Résumé de la décision
La Cour de cassation a rendu sa décision le 23 novembre 2022 concernant un pourvoi formé par Mme [N] [L] contre un arrêt de la cour d'appel de Caen qui avait rejeté ses demandes de dommages-intérêts pour rupture abusive de contrat de travail, d'indemnité compensatrice de préavis, d'indemnité de licenciement, et d'autres réclamations financières. La cour a décidé de rejeter le pourvoi, condamnant Mme [L] aux dépens et rejetant ses demandes en vertu de l'article 700 du code de procédure civile.
Arguments pertinents
1. Rejet du pourvoi : La Cour a estimé que le moyen de cassation invoqué n'était manifestement pas de nature à entraîner la cassation. Ainsi, elle a appliqué l'article 1014, alinéa 1er, du code de procédure civile, qui stipule qu'il n'est pas nécessaire de statuer par une décision spécialement motivée si le moyen n'est pas sérieux.
2. État du fonds lors de la résiliation : L'argument central de Mme [L] était que la cour d'appel aurait dû examiner l'état du fonds au moment de la résiliation du contrat de location-gérance, conformément aux dispositions des articles L. 1224-1 et L. 1224-2 du code du travail, ainsi que de l'article L. 144-9 du code de commerce, qui régissent le transfert de contrats de travail en cas de cessation d'activité.
3. Silence sur les faits : La cour a également relevé que le silence de Mme [L] sur certaines allégations de la partie adverse ne pouvait pas être interprété comme une reconnaissance de ces faits, en vertu de l'article 1353 du code civil, précisant ainsi que le silence ne vaut pas acceptation.
Interprétations et citations légales
1. Transfert de contrat de travail : Selon le Code du travail - Article L. 1224-1, "en cas de transfert d'une entreprise, les contrats de travail en cours sont automatiquement transférés au nouvel employeur." Il est donc essentiel d'apprécier la situation du fonds de commerce au moment de la résiliation pour déterminer si un tel transfert est possible.

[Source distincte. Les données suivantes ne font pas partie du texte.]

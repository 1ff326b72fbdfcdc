//! Server protocol handler coordinating the transport and the tick loop
//!
//! The receive loop only decodes datagrams and forwards them over a channel;
//! every state change happens on the tick loop. Replies are queued as
//! [`Outgoing`] and written to the socket by [`Server::flush`], once per loop
//! iteration.

use crate::config::ServerConfig;
use crate::connections::{ConnectionState, ConnectionTable};
use crate::game::Game;
use log::{debug, error, info, warn};
use shared::{ClientMessage, Command, Endpoint, EntityId, NetError, ServerMessage, Transport};
use tokio::sync::mpsc;
use tokio::task::JoinHandle;
use tokio::time::{interval, MissedTickBehavior};

/// A decoded datagram on its way from the receive loop to the tick loop
#[derive(Debug)]
pub struct Inbound {
    pub from: Endpoint,
    pub message: ClientMessage,
}

/// Messages waiting for the next flush
#[derive(Debug, Clone, PartialEq)]
pub enum Outgoing {
    Send {
        to: Endpoint,
        message: ServerMessage,
    },
    /// Sent to every in-game peer except `exclude`
    Broadcast {
        message: ServerMessage,
        exclude: Option<Endpoint>,
    },
}

/// Authoritative node: owns the socket, the world and the connection table
pub struct Server {
    transport: Transport,
    config: ServerConfig,
    game: Game,
    connections: ConnectionTable,
    outbox: Vec<Outgoing>,
    inbound_tx: mpsc::UnboundedSender<Inbound>,
    inbound_rx: mpsc::UnboundedReceiver<Inbound>,
}

impl Server {
    /// Binds the configured port and builds the level
    pub async fn bind(config: ServerConfig) -> Result<Self, NetError> {
        let transport = Transport::bind(config.port).await?;
        let (inbound_tx, inbound_rx) = mpsc::unbounded_channel();

        info!(
            "Server listening on {} ({} Hz, max {} players)",
            transport.local_endpoint(),
            config.tick_rate,
            config.max_players
        );

        Ok(Self {
            transport,
            game: Game::new(&config),
            connections: ConnectionTable::new(config.max_players),
            config,
            outbox: Vec::new(),
            inbound_tx,
            inbound_rx,
        })
    }

    pub fn local_endpoint(&self) -> Endpoint {
        self.transport.local_endpoint()
    }

    pub fn game(&self) -> &Game {
        &self.game
    }

    pub fn connections(&self) -> &ConnectionTable {
        &self.connections
    }

    pub fn outbox(&self) -> &[Outgoing] {
        &self.outbox
    }

    pub fn take_outbox(&mut self) -> Vec<Outgoing> {
        std::mem::take(&mut self.outbox)
    }

    /// Starts the receive loop; decoded messages land on the inbound channel
    pub fn start_receiving(&self) -> JoinHandle<Result<(), NetError>> {
        let inbound_tx = self.inbound_tx.clone();
        self.transport
            .start_receiving(move |from, bytes| match ClientMessage::decode(bytes) {
                Ok(message) => {
                    if inbound_tx.send(Inbound { from, message }).is_err() {
                        debug!("Tick loop gone, dropping datagram from {}", from);
                    }
                }
                Err(e) => warn!("Dropped datagram from {}: {}", from, e),
            })
    }

    /// Handles every message already waiting on the inbound channel
    pub fn drain_inbound(&mut self) {
        while let Ok(inbound) = self.inbound_rx.try_recv() {
            self.handle_message(inbound.from, inbound.message);
        }
    }

    /// Processes one decoded client message
    pub fn handle_message(&mut self, from: Endpoint, message: ClientMessage) {
        self.connections.register(from);

        match message {
            ClientMessage::Connect { name } => self.handle_connect(from, &name),
            ClientMessage::Keystroke { code } => self.handle_keystroke(from, code),
            ClientMessage::Quit => self.handle_quit(from),
            ClientMessage::Clock { tick } => {
                let now = self.game.world().tick();
                debug!("{} waiting at tick {}, server at {}", from, tick, now);
                self.outbox.push(Outgoing::Send {
                    to: from,
                    message: ServerMessage::Clock { tick: now },
                });
            }
        }
    }

    fn handle_connect(&mut self, from: Endpoint, name: &str) {
        if let Some(ConnectionState::InGame(old)) = self.connections.state(&from) {
            info!("{} reconnected, replacing ship {}", from, old);
            self.connections.unbind(&from);
            self.remove_ship(old, Some(from));
        }

        if !self.connections.has_capacity(&from) {
            warn!("Ignoring CONNECT from {} ('{}'): server full", from, name);
            return;
        }

        // The joiner spawns its own ship from the id, so the snapshot is
        // taken before the ship exists.
        let snapshot = self.game.world().snapshot();
        let id = self.game.spawn_ship(name);
        self.connections.bind(&from, id, name);

        self.outbox.push(Outgoing::Send {
            to: from,
            message: ServerMessage::FullUpdate {
                snapshot,
                assigned_id: id,
            },
        });

        if let Some(entity) = self.game.world().registry().get(id) {
            self.broadcast(ServerMessage::PlayerJoined { entity }, Some(from));
        }
    }

    fn handle_keystroke(&mut self, from: Endpoint, code: i32) {
        match self.connections.state(&from) {
            Some(ConnectionState::InGame(actor)) => self.schedule_and_relay(actor, code, Some(from)),
            _ => debug!("Keystroke {} from {} ignored: not in game", code, from),
        }
    }

    fn handle_quit(&mut self, from: Endpoint) {
        if let Some(connection) = self.connections.remove(&from) {
            if let Some(id) = connection.bound_entity {
                self.remove_ship(id, None);
            }
        }
    }

    fn remove_ship(&mut self, id: EntityId, exclude: Option<Endpoint>) {
        if self.game.remove_ship(id).is_some() {
            self.broadcast(ServerMessage::PlayerQuit { id }, exclude);
        }
    }

    /// Schedules input for `actor` and relays it to the other peers
    fn schedule_and_relay(&mut self, actor: EntityId, code: i32, exclude: Option<Endpoint>) {
        // A rejected action is already logged by the scheduler.
        if let Ok(action) = self
            .game
            .world()
            .schedule_input(actor, code, self.config.lookahead)
        {
            self.broadcast(ServerMessage::Action { action }, exclude);
        }
    }

    /// Applies a console command from the host
    pub fn handle_command(&mut self, command: Command) {
        match command {
            Command::Key(code) => match self.game.host_ship() {
                Some(host) => self.schedule_and_relay(host, code, None),
                None => debug!("No host ship, key {} ignored", code),
            },
            Command::TogglePause => self.toggle_pause(),
            Command::Reset => self.reset_level(),
            Command::Quit => {}
        }
    }

    pub fn toggle_pause(&mut self) {
        let paused = !self.game.world().is_paused();
        self.game.world_mut().set_paused(paused);
        self.broadcast(ServerMessage::Pause { paused }, None);
    }

    /// Rebuilds the level and resynchronizes every peer
    pub fn reset_level(&mut self) {
        self.game.reset();
        for (endpoint, id) in self.connections.in_game() {
            self.outbox.push(Outgoing::Send {
                to: endpoint,
                message: ServerMessage::FullUpdate {
                    snapshot: self.game.world().snapshot(),
                    assigned_id: id,
                },
            });
        }
    }

    /// One iteration of the fixed-period loop
    pub fn tick(&mut self) {
        self.drain_inbound();
        for connection in self.connections.check_timeouts(self.config.liveness_window) {
            warn!("{} went silent, dropping it", connection.endpoint);
            if let Some(id) = connection.bound_entity {
                self.remove_ship(id, None);
            }
        }

        if let Some(report) = self.game.world_mut().step() {
            if !report.desyncs.is_empty() {
                warn!(
                    "{} late actions dropped at tick {}",
                    report.desyncs.len(),
                    self.game.world().tick().saturating_sub(1)
                );
            }
        }

        let tick = self.game.world().tick();
        if tick % self.config.position_interval.max(1) == 0 {
            for body in self.game.changed_ships() {
                self.broadcast(
                    ServerMessage::PlayerUpdatePosition {
                        id: body.id,
                        x: body.x,
                        y: body.y,
                        dx: body.dx,
                        dy: body.dy,
                    },
                    None,
                );
            }
        }

        self.broadcast(ServerMessage::Clock { tick }, None);
    }

    fn recipients(&self, exclude: Option<Endpoint>) -> Vec<Endpoint> {
        self.connections
            .in_game()
            .into_iter()
            .map(|(endpoint, _)| endpoint)
            .filter(|endpoint| Some(*endpoint) != exclude)
            .collect()
    }

    /// Queues a broadcast, unless nobody would receive it
    fn broadcast(&mut self, message: ServerMessage, exclude: Option<Endpoint>) {
        if !self.recipients(exclude).is_empty() {
            self.outbox.push(Outgoing::Broadcast { message, exclude });
        }
    }

    /// Writes every queued message to the socket
    pub async fn flush(&mut self) {
        for outgoing in std::mem::take(&mut self.outbox) {
            let (message, recipients) = match outgoing {
                Outgoing::Send { to, message } => (message, vec![to]),
                Outgoing::Broadcast { message, exclude } => {
                    let recipients = self.recipients(exclude);
                    (message, recipients)
                }
            };

            let bytes = match message.encode() {
                Ok(bytes) => bytes,
                Err(e) => {
                    error!("Failed to encode {:?}: {}", message, e);
                    continue;
                }
            };
            for to in recipients {
                self.transport.send(to, &bytes).await;
            }
        }
    }

    /// Tells every peer the server is leaving, then stops the transport
    pub async fn shutdown(&mut self) {
        info!("Server shutting down");
        self.broadcast(ServerMessage::ServerQuitting, None);
        self.flush().await;
        self.connections.drain();
        self.transport.stop();
    }

    /// Runs until Ctrl+C, a `Quit` console command, or a socket failure
    pub async fn run(&mut self, mut console: mpsc::UnboundedReceiver<Command>) -> Result<(), NetError> {
        let mut receiver = self.start_receiving();
        let mut ticker = interval(self.config.tick_duration());
        ticker.set_missed_tick_behavior(MissedTickBehavior::Skip);
        let mut console_open = true;

        info!("Server started at tick {}", self.game.world().tick());

        let result = loop {
            tokio::select! {
                Some(inbound) = self.inbound_rx.recv() => {
                    self.handle_message(inbound.from, inbound.message);
                }
                _ = ticker.tick() => {
                    self.tick();
                }
                command = console.recv(), if console_open => match command {
                    Some(Command::Quit) => break Ok(()),
                    Some(command) => self.handle_command(command),
                    None => console_open = false,
                },
                _ = tokio::signal::ctrl_c() => {
                    info!("Received Ctrl+C");
                    break Ok(());
                }
                joined = &mut receiver => {
                    break match joined {
                        Ok(result) => result,
                        Err(e) => Err(NetError::Io(e.into())),
                    };
                }
            }
            self.flush().await;
        };

        self.shutdown().await;
        result
    }
}
//! Connection records for every remote endpoint the server has heard from
//!
//! A record is created the first time an unknown endpoint sends anything
//! (`Registered`) and becomes `InGame` once its CONNECT has been answered and a
//! ship is bound to it. Records go away on QUIT, on liveness timeout and on
//! shutdown.
//!
//! The table is owned by the server's tick loop and never shared.

use log::info;
use shared::{Endpoint, EntityId};
use std::collections::HashMap;
use std::time::{Duration, Instant};

#[derive(Debug, Clone, Copy, PartialEq, Eq)]
pub enum ConnectionState {
    Registered,
    InGame(EntityId),
}

/// One remote endpoint
#[derive(Debug)]
pub struct Connection {
    pub endpoint: Endpoint,
    /// Ship controlled from this endpoint, once joined
    pub bound_entity: Option<EntityId>,
    pub name: Option<String>,
    /// Last time any datagram arrived from this endpoint
    pub last_seen: Instant,
}

impl Connection {
    pub fn new(endpoint: Endpoint) -> Self {
        Self {
            endpoint,
            bound_entity: None,
            name: None,
            last_seen: Instant::now(),
        }
    }

    pub fn state(&self) -> ConnectionState {
        match self.bound_entity {
            Some(id) => ConnectionState::InGame(id),
            None => ConnectionState::Registered,
        }
    }

    pub fn touch(&mut self) {
        self.last_seen = Instant::now();
    }

    /// Returns true if nothing has been heard within `timeout`
    pub fn is_timed_out(&self, timeout: Duration) -> bool {
        self.last_seen.elapsed() > timeout
    }
}

/// All known endpoints plus the player capacity limit
pub struct ConnectionTable {
    connections: HashMap<Endpoint, Connection>,
    max_players: usize,
}

impl ConnectionTable {
    pub fn new(max_players: usize) -> Self {
        Self {
            connections: HashMap::new(),
            max_players,
        }
    }

    /// Records activity from `endpoint`, creating a record if it is new
    ///
    /// Returns true when the endpoint was unknown until now.
    pub fn register(&mut self, endpoint: Endpoint) -> bool {
        match self.connections.get_mut(&endpoint) {
            Some(connection) => {
                connection.touch();
                false
            }
            None => {
                info!("Registered new endpoint {}", endpoint);
                self.connections.insert(endpoint, Connection::new(endpoint));
                true
            }
        }
    }

    pub fn get(&self, endpoint: &Endpoint) -> Option<&Connection> {
        self.connections.get(endpoint)
    }

    pub fn state(&self, endpoint: &Endpoint) -> Option<ConnectionState> {
        self.connections.get(endpoint).map(Connection::state)
    }

    /// Whether another player may join
    ///
    /// `joining` is not counted against the limit when it already holds a
    /// ship, so a reconnect from the same endpoint is always admitted.
    pub fn has_capacity(&self, joining: &Endpoint) -> bool {
        let others = self
            .connections
            .values()
            .filter(|c| c.bound_entity.is_some() && c.endpoint != *joining)
            .count();
        others < self.max_players
    }

    /// Binds a ship to a registered endpoint, moving it to `InGame`
    pub fn bind(&mut self, endpoint: &Endpoint, entity: EntityId, name: &str) -> bool {
        match self.connections.get_mut(endpoint) {
            Some(connection) => {
                connection.bound_entity = Some(entity);
                connection.name = Some(name.to_string());
                info!("{} joined as '{}' with ship {}", endpoint, name, entity);
                true
            }
            None => false,
        }
    }

    /// Releases the bound ship, returning the record to `Registered`
    pub fn unbind(&mut self, endpoint: &Endpoint) -> Option<EntityId> {
        self.connections
            .get_mut(endpoint)
            .and_then(|connection| connection.bound_entity.take())
    }

    pub fn remove(&mut self, endpoint: &Endpoint) -> Option<Connection> {
        let removed = self.connections.remove(endpoint);
        if let Some(connection) = &removed {
            info!(
                "Dropped connection {} (ship {:?})",
                connection.endpoint, connection.bound_entity
            );
        }
        removed
    }

    pub fn find_by_entity(&self, entity: EntityId) -> Option<Endpoint> {
        self.connections
            .values()
            .find(|c| c.bound_entity == Some(entity))
            .map(|c| c.endpoint)
    }

    /// Endpoints of every `InGame` record with their ship ids
    pub fn in_game(&self) -> Vec<(Endpoint, EntityId)> {
        let mut peers: Vec<(Endpoint, EntityId)> = self
            .connections
            .values()
            .filter_map(|c| c.bound_entity.map(|id| (c.endpoint, id)))
            .collect();
        peers.sort_by_key(|(_, id)| *id);
        peers
    }

    /// Removes records silent for longer than `timeout`
    ///
    /// The removed records are returned so their ships can be cleaned up.
    pub fn check_timeouts(&mut self, timeout: Duration) -> Vec<Connection> {
        let timed_out: Vec<Endpoint> = self
            .connections
            .values()
            .filter(|c| c.is_timed_out(timeout))
            .map(|c| c.endpoint)
            .collect();

        timed_out
            .iter()
            .filter_map(|endpoint| self.remove(endpoint))
            .collect()
    }

    /// Empties the table, returning every record
    pub fn drain(&mut self) -> Vec<Connection> {
        self.connections.drain().map(|(_, c)| c).collect()
    }

    pub fn len(&self) -> usize {
        self.connections.len()
    }

    pub fn is_empty(&self) -> bool {
        self.connections.is_empty()
    }
}

#[cfg(test)]
mod tests {
    use super::*;
    use std::net::{IpAddr, Ipv4Addr};

    fn endpoint(port: u16) -> Endpoint {
        Endpoint::new(IpAddr::V4(Ipv4Addr::LOCALHOST), port)
    }

    #[test]
    fn test_register_creates_once() {
        let mut table = ConnectionTable::new(1);

        assert!(table.register(endpoint(9000)));
        assert!(!table.register(endpoint(9000)));
        assert_eq!(table.len(), 1);
        assert_eq!(
            table.state(&endpoint(9000)),
            Some(ConnectionState::Registered)
        );
    }

    #[test]
    fn test_bind_and_unbind() {
        let mut table = ConnectionTable::new(1);
        table.register(endpoint(9000));

        assert!(table.bind(&endpoint(9000), 1, "Nova"));
        assert_eq!(table.state(&endpoint(9000)), Some(ConnectionState::InGame(1)));
        assert_eq!(table.find_by_entity(1), Some(endpoint(9000)));
        assert_eq!(table.get(&endpoint(9000)).unwrap().name.as_deref(), Some("Nova"));

        assert_eq!(table.unbind(&endpoint(9000)), Some(1));
        assert_eq!(
            table.state(&endpoint(9000)),
            Some(ConnectionState::Registered)
        );
        assert_eq!(table.find_by_entity(1), None);
    }

    #[test]
    fn test_bind_unknown_endpoint_fails() {
        let mut table = ConnectionTable::new(1);
        assert!(!table.bind(&endpoint(9000), 1, "Nova"));
        assert!(table.is_empty());
    }

    #[test]
    fn test_capacity_counts_only_players() {
        let mut table = ConnectionTable::new(1);
        table.register(endpoint(9000));
        table.register(endpoint(9001));
        assert!(table.has_capacity(&endpoint(9000)));

        table.bind(&endpoint(9000), 1, "Nova");
        assert!(!table.has_capacity(&endpoint(9001)));
        assert!(table.has_capacity(&endpoint(9000)));
    }

    #[test]
    fn test_in_game_sorted_by_ship() {
        let mut table = ConnectionTable::new(4);
        for (port, id) in [(9002, 7), (9000, 3), (9001, 5)] {
            table.register(endpoint(port));
            table.bind(&endpoint(port), id, "p");
        }
        table.register(endpoint(9003));

        let ids: Vec<EntityId> = table.in_game().into_iter().map(|(_, id)| id).collect();
        assert_eq!(ids, vec![3, 5, 7]);
    }

    #[test]
    fn test_timeouts_remove_silent_records() {
        let mut table = ConnectionTable::new(2);
        table.register(endpoint(9000));
        table.register(endpoint(9001));
        table.bind(&endpoint(9000), 1, "Nova");

        table
            .connections
            .get_mut(&endpoint(9000))
            .unwrap()
            .last_seen = Instant::now() - Duration::from_secs(10);

        let removed = table.check_timeouts(Duration::from_secs(5));
        assert_eq!(removed.len(), 1);
        assert_eq!(removed[0].bound_entity, Some(1));
        assert_eq!(table.len(), 1);
        assert!(table.get(&endpoint(9001)).is_some());
    }

    #[test]
    fn test_connection_timeout() {
        let mut connection = Connection::new(endpoint(9000));
        assert!(!connection.is_timed_out(Duration::from_secs(1)));

        connection.last_seen = Instant::now() - Duration::from_secs(2);
        assert!(connection.is_timed_out(Duration::from_secs(1)));

        connection.touch();
        assert!(!connection.is_timed_out(Duration::from_secs(1)));
    }
}
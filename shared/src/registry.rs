//! Canonical id-keyed table of every live entity
//!
//! The registry is shared between the tick loop and the network receive
//! context, so all access goes through a short-lived lock. Iteration order is
//! by id on every node, which keeps the arena rules deterministic.
//!
//! Besides the primary table it keeps derived indices (ships, asteroids,
//! black holes, projectile owners). These are maintained on every add and
//! remove and are never consulted as a source of truth.

use crate::codec::{self, Counted};
use crate::entity::{Entity, EntityId, EntityType};
use crate::error::FramingError;
use log::debug;
use parking_lot::RwLock;
use std::collections::{BTreeMap, BTreeSet};

#[derive(Debug, Default)]
struct Tables {
    by_id: BTreeMap<EntityId, Entity>,
    ships: BTreeSet<EntityId>,
    asteroids: BTreeSet<EntityId>,
    black_holes: BTreeSet<EntityId>,
    projectile_owners: BTreeSet<EntityId>,
    next_id: EntityId,
}

impl Tables {
    fn index(&mut self, entity: &Entity) {
        let id = entity.id();
        match entity.entity_type() {
            EntityType::Ship => {
                self.ships.insert(id);
            }
            EntityType::Asteroid => {
                self.asteroids.insert(id);
            }
            EntityType::BlackHole => {
                self.black_holes.insert(id);
            }
            _ => {}
        }
        if entity.fires_projectiles() {
            self.projectile_owners.insert(id);
        }
    }

    fn unindex(&mut self, id: EntityId) {
        self.ships.remove(&id);
        self.asteroids.remove(&id);
        self.black_holes.remove(&id);
        self.projectile_owners.remove(&id);
    }

    fn insert(&mut self, entity: Entity) -> Option<Entity> {
        let id = entity.id();
        // The replaced entity may have been of another kind.
        self.unindex(id);
        self.index(&entity);
        self.next_id = self.next_id.max(id.saturating_add(1));
        self.by_id.insert(id, entity)
    }
}

/// Thread-safe entity table with categorized views
#[derive(Debug)]
pub struct Registry {
    tables: RwLock<Tables>,
}

impl Default for Registry {
    fn default() -> Self {
        Self::new()
    }
}

impl Registry {
    /// Creates an empty registry; the first allocated id is 1
    pub fn new() -> Self {
        Self {
            tables: RwLock::new(Tables {
                next_id: 1,
                ..Tables::default()
            }),
        }
    }

    /// Reserves a fresh id
    pub fn allocate_id(&self) -> EntityId {
        let mut tables = self.tables.write();
        let id = tables.next_id;
        tables.next_id += 1;
        id
    }

    /// The id the next call to [`Registry::allocate_id`] will return
    pub fn next_id(&self) -> EntityId {
        self.tables.read().next_id
    }

    /// Inserts an entity, returning whatever previously held its id
    pub fn add(&self, entity: Entity) -> Option<Entity> {
        self.tables.write().insert(entity)
    }

    pub fn remove(&self, id: EntityId) -> Option<Entity> {
        let mut tables = self.tables.write();
        let removed = tables.by_id.remove(&id);
        if removed.is_some() {
            tables.unindex(id);
        }
        removed
    }

    pub fn get(&self, id: EntityId) -> Option<Entity> {
        self.tables.read().by_id.get(&id).cloned()
    }

    pub fn contains(&self, id: EntityId) -> bool {
        self.tables.read().by_id.contains_key(&id)
    }

    /// Runs `f` against the entity with the given id, if present
    ///
    /// Only the entity's fields can change here; its id and kind are fixed
    /// once it is in the table.
    pub fn update<R>(&self, id: EntityId, f: impl FnOnce(&mut Entity) -> R) -> Option<R> {
        let mut tables = self.tables.write();
        let entity = tables.by_id.get_mut(&id)?;
        let before = (entity.id(), entity.entity_type());
        let result = f(entity);
        debug_assert_eq!(before, (entity.id(), entity.entity_type()));
        Some(result)
    }

    /// Runs `f` against every entity in id order
    pub fn for_each_mut(&self, mut f: impl FnMut(&mut Entity)) {
        let mut tables = self.tables.write();
        for entity in tables.by_id.values_mut() {
            f(entity);
        }
    }

    pub fn len(&self) -> usize {
        self.tables.read().by_id.len()
    }

    pub fn is_empty(&self) -> bool {
        self.tables.read().by_id.is_empty()
    }

    pub fn ids(&self) -> Vec<EntityId> {
        self.tables.read().by_id.keys().copied().collect()
    }

    pub fn ships(&self) -> Vec<EntityId> {
        self.tables.read().ships.iter().copied().collect()
    }

    pub fn asteroids(&self) -> Vec<EntityId> {
        self.tables.read().asteroids.iter().copied().collect()
    }

    pub fn black_holes(&self) -> Vec<EntityId> {
        self.tables.read().black_holes.iter().copied().collect()
    }

    /// Every entity able to fire projectiles (ships and stations)
    pub fn projectile_owners(&self) -> Vec<EntityId> {
        self.tables.read().projectile_owners.iter().copied().collect()
    }

    /// All entities cloned out in id order
    pub fn entities(&self) -> Vec<Entity> {
        self.tables.read().by_id.values().cloned().collect()
    }

    /// Drops every entity and resets id allocation
    pub fn clear(&self) {
        let mut tables = self.tables.write();
        *tables = Tables {
            next_id: 1,
            ..Tables::default()
        };
    }

    /// Replaces the whole content with `entities`
    ///
    /// `next_id` is raised past the largest id present if needed.
    pub fn replace(&self, entities: Vec<Entity>, next_id: EntityId) {
        let mut tables = self.tables.write();
        *tables = Tables {
            next_id: next_id.max(1),
            ..Tables::default()
        };
        for entity in entities {
            tables.insert(entity);
        }
        debug!(
            "Registry rebuilt with {} entities, next id {}",
            tables.by_id.len(),
            tables.next_id
        );
    }

    /// Serializes every entity as `count:i32` followed by the records
    pub fn serialize(&self) -> Result<Vec<u8>, FramingError> {
        codec::encode(&Counted(self.entities()))
    }

    /// Rebuilds a registry from bytes produced by [`Registry::serialize`]
    pub fn deserialize(bytes: &[u8]) -> Result<Registry, FramingError> {
        let Counted(entities) = codec::decode::<Counted<Entity>>(bytes)?;
        let registry = Registry::new();
        registry.replace(entities, 1);
        Ok(registry)
    }
}

#[cfg(test)]
mod tests {
    use super::*;
    use crate::entity::{ship_spawn, Asteroid, BlackHole, Body, Bullet, Station};

    fn asteroid(id: EntityId) -> Entity {
        Entity::Asteroid(
            Body::new(id, 10.0, 10.0),
            Asteroid {
                radius: 20.0,
                spin: 0.0,
            },
        )
    }

    #[test]
    fn test_allocate_ids_are_sequential() {
        let registry = Registry::new();
        assert_eq!(registry.allocate_id(), 1);
        assert_eq!(registry.allocate_id(), 2);
        assert_eq!(registry.next_id(), 3);
    }

    #[test]
    fn test_add_lookup_remove() {
        let registry = Registry::new();
        let ship = ship_spawn(1, "Nova");

        assert!(registry.add(ship.clone()).is_none());
        assert_eq!(registry.get(1), Some(ship.clone()));
        assert_eq!(registry.ships(), vec![1]);
        assert_eq!(registry.projectile_owners(), vec![1]);

        assert_eq!(registry.remove(1), Some(ship));
        assert_eq!(registry.get(1), None);
        assert!(registry.ships().is_empty());
        assert!(registry.projectile_owners().is_empty());
        assert!(registry.is_empty());
    }

    #[test]
    fn test_remove_clears_every_index() {
        let registry = Registry::new();
        registry.add(asteroid(1));
        registry.add(Entity::BlackHole(
            Body::new(2, 0.0, 0.0),
            BlackHole {
                mass: 1.0,
                radius: 1.0,
            },
        ));
        registry.add(Entity::Station(
            Body::new(3, 0.0, 0.0),
            Station {
                owner: 9,
                cooldown: 0,
                hull: 10,
            },
        ));

        for id in [1, 2, 3] {
            registry.remove(id);
            assert!(!registry.ids().contains(&id));
            assert!(!registry.asteroids().contains(&id));
            assert!(!registry.black_holes().contains(&id));
            assert!(!registry.projectile_owners().contains(&id));
        }
    }

    #[test]
    fn test_remove_missing_is_none() {
        let registry = Registry::new();
        assert!(registry.remove(77).is_none());
    }

    #[test]
    fn test_add_raises_next_id() {
        let registry = Registry::new();
        registry.add(asteroid(10));
        assert_eq!(registry.allocate_id(), 11);
    }

    #[test]
    fn test_replace_same_id_reindexes() {
        let registry = Registry::new();
        registry.add(asteroid(4));
        registry.add(ship_spawn(4, "swap"));

        assert!(registry.asteroids().is_empty());
        assert_eq!(registry.ships(), vec![4]);
        assert_eq!(registry.len(), 1);
    }

    #[test]
    fn test_update_changes_fields() {
        let registry = Registry::new();
        registry.add(ship_spawn(1, "Nova"));

        let applied = registry.update(1, |entity| entity.body_mut().set_motion(1.0, 2.0, 3.0, 4.0));
        assert!(applied.is_some());
        assert!(registry.update(2, |_| ()).is_none());

        let body = *registry.get(1).unwrap().body();
        assert_eq!((body.x, body.y, body.dx, body.dy), (1.0, 2.0, 3.0, 4.0));
    }

    #[test]
    fn test_serialize_round_trip() {
        let registry = Registry::new();
        registry.add(ship_spawn(1, "Nova"));
        registry.add(asteroid(2));
        registry.add(Entity::Bullet(
            Body::new(3, 1.0, 1.0).with_velocity(2.0, 2.0),
            Bullet { owner: 1, ttl: 5 },
        ));

        let bytes = registry.serialize().unwrap();
        assert_eq!(&bytes[0..4], &3i32.to_be_bytes());

        let copy = Registry::deserialize(&bytes).unwrap();
        assert_eq!(copy.entities(), registry.entities());
        assert_eq!(copy.ships(), vec![1]);
        assert_eq!(copy.asteroids(), vec![2]);
        assert_eq!(copy.next_id(), 4);
    }

    #[test]
    fn test_empty_registry_serializes_to_zero_count() {
        let bytes = Registry::new().serialize().unwrap();
        assert_eq!(bytes, vec![0, 0, 0, 0]);
    }

    #[test]
    fn test_deserialize_garbage_fails() {
        let registry = Registry::new();
        registry.add(asteroid(2));
        let mut bytes = registry.serialize().unwrap();
        bytes[4..8].copy_from_slice(&99i32.to_be_bytes());

        assert!(Registry::deserialize(&bytes).is_err());
        assert!(Registry::deserialize(&bytes[..6]).is_err());
    }

    #[test]
    fn test_clear_resets() {
        let registry = Registry::new();
        registry.add(asteroid(5));
        registry.clear();

        assert!(registry.is_empty());
        assert!(registry.asteroids().is_empty());
        assert_eq!(registry.next_id(), 1);
    }
}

2. Dispositions relatives à l’impossibilité d’exploitation : L'article L. 1224-2 précise que "la rupture du contrat de travail peut être justifiée par la défaillance de l'employeur," ce qui inclut des éléments tels que la ruine du fonds ou l'impossibilité d'exploiter l'entreprise. La cour d'appel a missé une évaluation de l'état du fonds à la date de résiliation.
3. Silence et reconnaissance des faits : L'article 1353 du Code civil précise que "celui qui réclame l'exécution d'une obligation doit prouver celle-ci," indiquant ainsi que le silence sur certains faits ne confère pas nécessairement à la partie adverse une présomption de véracité. Cette norme a été essentielle pour affirmer que le silence de Mme [L] ne pouvait pas être interprété comme une acceptation des faits allégués.
Conclusion
La décision de la Cour de cassation illustre les principes juridiques régissant les contrats de travail et leur transfert lors de la résiliation d'un contrat de location-gérance. Les articles pertinents du Code du travail et du Code civil jouent un rôle crucial dans la détermination des droits des employés dans de telles circonstances, soulignant l'importance d'une évaluation claire des faits au moment de la résiliation. Le rejet du pourvoi souligne la rigueur avec laquelle la Cour applique ces principes, insistant sur la nécessité de fournir des éléments substantiels pour contester des décisions antérieures.